THE PROBLEM |
Filter the entries down to the lines holding "crate", then copy those lines.

─── SUPPLIED INFORMATION

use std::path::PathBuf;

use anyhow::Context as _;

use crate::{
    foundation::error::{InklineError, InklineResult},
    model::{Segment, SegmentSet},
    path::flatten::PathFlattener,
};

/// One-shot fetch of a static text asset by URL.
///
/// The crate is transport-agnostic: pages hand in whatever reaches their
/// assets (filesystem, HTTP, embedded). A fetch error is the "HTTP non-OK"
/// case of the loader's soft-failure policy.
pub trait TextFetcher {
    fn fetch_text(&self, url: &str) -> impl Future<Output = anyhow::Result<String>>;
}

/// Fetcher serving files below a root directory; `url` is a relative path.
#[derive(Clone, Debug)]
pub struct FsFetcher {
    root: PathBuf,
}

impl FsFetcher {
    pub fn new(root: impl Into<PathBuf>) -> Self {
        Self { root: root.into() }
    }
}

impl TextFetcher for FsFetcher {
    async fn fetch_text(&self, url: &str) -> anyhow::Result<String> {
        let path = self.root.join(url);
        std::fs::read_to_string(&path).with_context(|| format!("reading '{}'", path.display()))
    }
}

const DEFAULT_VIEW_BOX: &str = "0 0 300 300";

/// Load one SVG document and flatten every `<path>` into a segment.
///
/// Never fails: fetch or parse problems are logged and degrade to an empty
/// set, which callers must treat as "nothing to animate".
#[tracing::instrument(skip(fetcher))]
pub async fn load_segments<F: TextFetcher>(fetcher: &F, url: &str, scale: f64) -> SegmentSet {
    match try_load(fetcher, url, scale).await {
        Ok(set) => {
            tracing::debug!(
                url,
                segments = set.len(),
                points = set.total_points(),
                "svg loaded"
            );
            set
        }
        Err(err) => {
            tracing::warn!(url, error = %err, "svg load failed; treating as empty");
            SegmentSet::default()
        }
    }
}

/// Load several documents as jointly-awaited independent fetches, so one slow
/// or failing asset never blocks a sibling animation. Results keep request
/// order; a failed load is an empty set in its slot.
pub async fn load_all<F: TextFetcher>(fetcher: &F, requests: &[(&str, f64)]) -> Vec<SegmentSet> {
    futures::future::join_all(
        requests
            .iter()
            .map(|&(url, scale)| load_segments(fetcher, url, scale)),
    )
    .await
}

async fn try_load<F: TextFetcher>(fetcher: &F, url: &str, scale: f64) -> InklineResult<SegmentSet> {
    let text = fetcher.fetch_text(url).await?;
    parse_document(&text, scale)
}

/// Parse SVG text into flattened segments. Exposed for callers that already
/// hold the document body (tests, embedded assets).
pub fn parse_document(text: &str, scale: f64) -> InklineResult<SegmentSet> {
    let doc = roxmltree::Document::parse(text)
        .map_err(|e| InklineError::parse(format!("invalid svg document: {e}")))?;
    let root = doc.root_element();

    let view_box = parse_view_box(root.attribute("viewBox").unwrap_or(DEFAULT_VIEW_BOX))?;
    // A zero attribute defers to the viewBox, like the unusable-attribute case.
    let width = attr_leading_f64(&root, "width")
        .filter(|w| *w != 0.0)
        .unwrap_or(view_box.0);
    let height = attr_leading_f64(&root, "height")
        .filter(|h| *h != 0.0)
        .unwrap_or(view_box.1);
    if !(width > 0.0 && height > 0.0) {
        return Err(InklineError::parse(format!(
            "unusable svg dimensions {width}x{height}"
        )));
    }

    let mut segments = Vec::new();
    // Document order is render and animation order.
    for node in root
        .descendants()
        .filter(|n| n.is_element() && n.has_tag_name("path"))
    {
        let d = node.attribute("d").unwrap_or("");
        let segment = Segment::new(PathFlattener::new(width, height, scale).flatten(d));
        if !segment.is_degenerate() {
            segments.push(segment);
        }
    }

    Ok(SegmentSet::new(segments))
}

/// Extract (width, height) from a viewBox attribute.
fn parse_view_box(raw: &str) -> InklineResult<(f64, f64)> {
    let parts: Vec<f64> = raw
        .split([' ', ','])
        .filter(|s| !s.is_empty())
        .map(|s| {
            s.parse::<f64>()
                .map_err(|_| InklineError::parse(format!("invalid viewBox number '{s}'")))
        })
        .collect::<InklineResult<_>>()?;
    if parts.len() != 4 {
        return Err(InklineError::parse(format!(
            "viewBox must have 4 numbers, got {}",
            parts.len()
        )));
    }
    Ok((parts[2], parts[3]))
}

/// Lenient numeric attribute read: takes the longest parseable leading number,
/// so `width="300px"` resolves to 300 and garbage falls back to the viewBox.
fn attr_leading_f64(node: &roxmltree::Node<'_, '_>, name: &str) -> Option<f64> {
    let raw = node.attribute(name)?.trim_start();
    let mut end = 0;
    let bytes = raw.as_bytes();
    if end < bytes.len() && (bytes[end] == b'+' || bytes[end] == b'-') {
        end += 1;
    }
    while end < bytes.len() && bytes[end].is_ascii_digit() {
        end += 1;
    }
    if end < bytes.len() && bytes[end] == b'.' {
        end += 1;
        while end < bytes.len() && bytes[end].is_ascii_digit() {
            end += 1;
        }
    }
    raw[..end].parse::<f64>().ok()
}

──────

REPLY TO THE EXERCISE |
use crate::{
/// The crate is transport-agnostic: pages hand in whatever reaches their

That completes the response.